Toyooka Terushige, Wada Kojiro, Otani Naoki, Tomiyama Arata, Takeuchi Satoru, Tomura Satoshi, Nishida Sho, Ueno Hideaki, Nakao Yasuaki, Yamamoto Takuji, Mori Kentaro
Department of Neurosurgery, Tokyo General Hospital, Tokyo, Japan.
Department of Neurosurgery, National Defense Medical College, Saitama, Japan.
World Neurosurg X. 2019 Feb 26;2:100025. doi: 10.1016/j.wnsx.2019.100025. eCollection 2019 Apr.
Internal carotid artery (ICA) aneurysm may be a good target for supraorbital keyhole clipping. We discuss the surgical indications and risks of keyhole clipping for ICA aneurysms based on long-term clinical and radiologic results.
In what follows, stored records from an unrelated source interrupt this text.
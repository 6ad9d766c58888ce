//! Caching layer for loaded datasets.

pub mod memory;
pub mod sqlite;

pub use memory::{CachedDataset, DatasetCache};
pub use sqlite::{SqliteDatasetStore, StoredDataset, StoredSource};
This was a retrospective analysis of 51 patients (aged 35-75 years, mean 62 years) with ICA aneurysms (mean 5.8 ± 1.8 mm) who underwent clipping via the supraorbital keyhole approach between 2005 and 2017. Neurologic and cognitive functions were examined by several methods, including the modified Rankin Scale and Mini-Mental Status Examination. The state of clipping was assessed 1 year and then every few years after the operation.
Complete clipping was confirmed in 45 patients (88.2%), dog-ear remnants behind the clip persisted in 4 patients, and wrapping was performed in 2 patients. Mean duration of postoperative hospitalization was 3.4 ± 6.9 days. The mean clinical follow-up period was 6.6 ± 3.2 years. The overall mortality was 0, and overall morbidity (modified Rankin Scale score ≥2 or Mini-Mental Status Examination <24) was 3.9%. Completely clipped aneurysms did not show any recurrence during the mean follow-up period of 6.3 ± 3.1 years, but the 2 (3.9%) aneurysms with neck remnants showed regrowth.
The risk of neck remnant behind the clip blade is a drawback of supraorbital keyhole clipping. The surgical indication requires preoperative simulation and careful checking of the clip blade state is essential.
颈内动脉(ICA)动脉瘤可能是眶上锁孔夹闭术的良好靶点。我们基于长期的临床和影像学结果,探讨ICA动脉瘤锁孔夹闭术的手术指征和风险。
这是一项对51例(年龄35 - 75岁,平均62岁)ICA动脉瘤(平均5.8±1.8毫米)患者的回顾性分析,这些患者在2005年至2017年间接受了眶上锁孔入路夹闭术。通过多种方法检查神经和认知功能,包括改良Rankin量表和简易精神状态检查表。术后1年评估夹闭状态,此后每隔几年评估一次。
45例(88.2%)患者确认完全夹闭,4例患者夹闭后方有狗耳状残留,2例患者进行了包裹。术后平均住院时间为3.4±6.9天。平均临床随访期为6.6±3.2年。总死亡率为0,总发病率(改良Rankin量表评分≥2或简易精神状态检查表评分<24)为3.9%。在平均6.3±3.1年的随访期内,完全夹闭的动脉瘤未出现任何复发,但2例(3.9%)有颈部残留的动脉瘤出现了再生长。
夹闭刀片后方颈部残留的风险是眶上锁孔夹闭术的一个缺点。手术指征需要术前模拟,仔细检查夹闭刀片状态至关重要。